The NFL's best coach spoke about how too much information can hurt a team.

Kansas City Chiefs v New England Patriots Photo by Maddie Meyer/Getty Images

Nowadays, NFL games are oftentimes not just decided by which team has the better players but also by who is better prepared entering a contest. One key aspect of this process is collecting and relaying information. The team that knows its opponent – its strengths, weaknesses and tendencies – and adapts accordingly is the one that will most of the times come away victoriously.

Information, however, is like avocado ice cream: getting as much as possible looks attractive but there is a point when too much no longer helps you achieve the desired results. And while not everyone in the NFL might see it the same way, New England Patriots head coach Bill Belichick is among those who think that too much information poses a challenge for coaches and players alike.

The best coach in pro football has therefore turned to other sports to find out how information flow gets handled. Belichick found inspiration in the way Johns Hopkins men's lacrosse coach Dave Pietramala conducts business: “I’ve learned a lot from him that way; the way he presents the game plan to his team right before the game was something I started doing,” Belichick recently said (via ESPN Boston's Mike Reiss).

New England's head coach was participating in the Belichick Foundation's Championship Chat alongside Paul Rabil and moderator Paul Carcaterra and explained how information moves from coaches to players: “We go through the whole week and game plan and cover it very thoroughly. But what Coach Pietramala did was 30 minutes before the game – [one coach] would go through the offense, [another coach] would go through the defense.”

“He just captured the whole game [plan] in 30 minutes,” Belichick continued. “I wasn’t there all week, but in 30 minutes I could see exactly what they were going to do.” The Patriots' head coach, who is never afraid of trying new things – running 12 personnel as the base offensive formation or bringing Chip Kelly's high-speed offense to the NFL – and changing his coaching style when he sees fit, said that his team also started doing that.

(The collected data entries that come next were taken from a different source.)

use grade_dashboard::analyzers::grade::Grade;
use grade_dashboard::analyzers::types::ScoreBand;
use grade_dashboard::config::DashboardConfig;
use grade_dashboard::parser::parse_records;
use grade_dashboard::session::Dashboard;
use grade_dashboard::view::{ClassFilter, Criteria, SortKey};

const SAMPLE: &str = include_str!("fixtures/sample_grades.csv");

fn dashboard() -> Dashboard {
    Dashboard::from_text(DashboardConfig::default(), SAMPLE).expect("Failed to load sample")
}

#[test]
fn test_full_pipeline() {
    let dashboard = dashboard();
    let summary = dashboard.summary();

    assert_eq!(dashboard.records().len(), 12);
    assert_eq!(summary.count, 12);
    assert_eq!(summary.max, 93.0);
    assert_eq!(summary.min, 48.0);
    // Two students share the top total; the first in file order wins.
    assert_eq!(summary.max_student.as_ref().unwrap().name, "Kim Minjun");
    assert_eq!(summary.grade_count(Grade::A), 3);
    assert_eq!(summary.grade_count(Grade::F), 2);
    assert_eq!(summary.band_count(ScoreBand::NinetyUp), 3);
    assert_eq!(summary.class_averages.len(), 5);
}

#[test]
fn test_class_filter_then_summary() {
    let mut dashboard = dashboard();
    dashboard.set_criteria(Criteria::new(ClassFilter::Class(2), "", SortKey::TotalDescending));

    let summary = dashboard.summary();
    assert_eq!(summary.count, 3);
    assert_eq!(summary.class_average(2), Some((90.0 + 55.0 + 79.0) / 3.0));
    assert_eq!(summary.class_average(1), Some(0.0));

    let names: Vec<&str> = dashboard.view().map(|r| r.name()).collect();
    assert_eq!(names, ["Choi Yuna", "Kang Doyun", "Jung Haneul"]);
}

#[test]
fn test_search_by_roster_number() {
    let mut dashboard = dashboard();
    dashboard.set_criteria(Criteria::new(ClassFilter::All, "33", SortKey::RosterOrder));

    let names: Vec<&str> = dashboard.view().map(|r| r.name()).collect();
    assert_eq!(names, ["Kang Doyun"]);
}

#[test]
fn test_empty_view_summary_is_zero() {
    let mut dashboard = dashboard();
    dashboard.set_criteria(Criteria::new(ClassFilter::All, "nobody", SortKey::RosterOrder));

    let summary = dashboard.summary();
    assert_eq!(summary.count, 0);
    assert_eq!(summary.average, 0.0);
    assert_eq!(summary.std_dev, 0.0);
}

#[test]
fn test_export_then_reparse_matches_view() {
    let mut dashboard = dashboard();
    dashboard.set_criteria(Criteria::new(ClassFilter::All, "", SortKey::FinalExamDescending));

    let mut out = Vec::new();
    dashboard.export_csv(&mut out).expect("export failed");
    let reparsed = parse_records(&String::from_utf8(out).unwrap()).unwrap();

    let view: Vec<_> = dashboard.view().cloned().collect();
    assert_eq!(reparsed, view);
}
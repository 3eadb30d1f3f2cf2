use serde::{Deserialize, Serialize};

use crate::analyzers::aggregate::DEFAULT_CLASS_IDS;
use crate::error::GradebookError;

/// Dashboard settings.
///
/// Stored as a JSON object on disk; every key is optional:
/// ```json
/// {
///   "class_ids": [1, 2, 3, 4, 5],
///   "display_decimals": 1,
///   "export_prefix": "grades"
/// }
/// ```
#[derive(Debug, Clone, PartialEq, Serialize, Deserialize)]
#[serde(default)]
pub struct DashboardConfig {
    /// Sections listed in the class-average report, whether or not they have data.
    pub class_ids: Vec<u32>,
    /// Decimal places used when scores are shown in a table or summary.
    pub display_decimals: usize,
    /// File name prefix of CSV exports.
    pub export_prefix: String,
}

impl Default for DashboardConfig {
    fn default() -> Self {
        DashboardConfig {
            class_ids: DEFAULT_CLASS_IDS.to_vec(),
            display_decimals: 1,
            export_prefix: "grades".to_string(),
        }
    }
}

impl DashboardConfig {
    /// Loads the config from a JSON file at `path`.
    pub fn load(path: &str) -> Result<Self, GradebookError> {
        let content = std::fs::read_to_string(path)?;
        Ok(serde_json::from_str(&content)?)
    }
}
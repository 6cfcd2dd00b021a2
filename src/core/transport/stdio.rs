//! STDIO transport implementation.

use rmcp::ServiceExt;
use tracing::info;

use super::{TransportError, TransportResult};
use crate::core::McpServer;

/// STDIO transport handler.
///
/// Tool calls made over STDIO use the API key from the environment.
pub struct StdioTransport;

impl StdioTransport {
    /// Serve the MCP server on stdin/stdout until the client disconnects.
    pub async fn run(server: McpServer) -> TransportResult<()> {
        if server.config().credentials.resend_api_key.is_none() {
            info!("No RESEND_API_KEY set; email tools will report a missing API key");
        }
        info!("Ready - communicating via stdin/stdout");

        let service = server
            .serve(rmcp::transport::stdio())
            .await
            .map_err(|e| TransportError::init(e.to_string()))?;

        service
            .waiting()
            .await
            .map_err(|e| TransportError::ServiceError(e.to_string()))?;

        info!("STDIO transport finished");
        Ok(())
    }
}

“I think that helped our players refocus, because one of the things in our sport is too much information,” Belichick said during the event. “You talk about a team for a whole week – oh, my God – there’s like 8,000 things to remember. ‘All right, let’s bring it down, what do we really have to do here?’ You can boil it down to four, five important things and cover it in five, 10 minutes. That’s really the heart of the game.”

Belichick did not say when the Patriots started doing those pre-game breakdowns but a look at their defense's Super Bowl 51 whiteboard shows that they already identified bullet points for their title game against the Atlanta Falcons. The 10-point list included bullet points such as “Eliminate #11 & No Big Plays” and “Win Turnover Battle = Win Game.” Winning the information battle is equally important – and Bill Belichick knows this.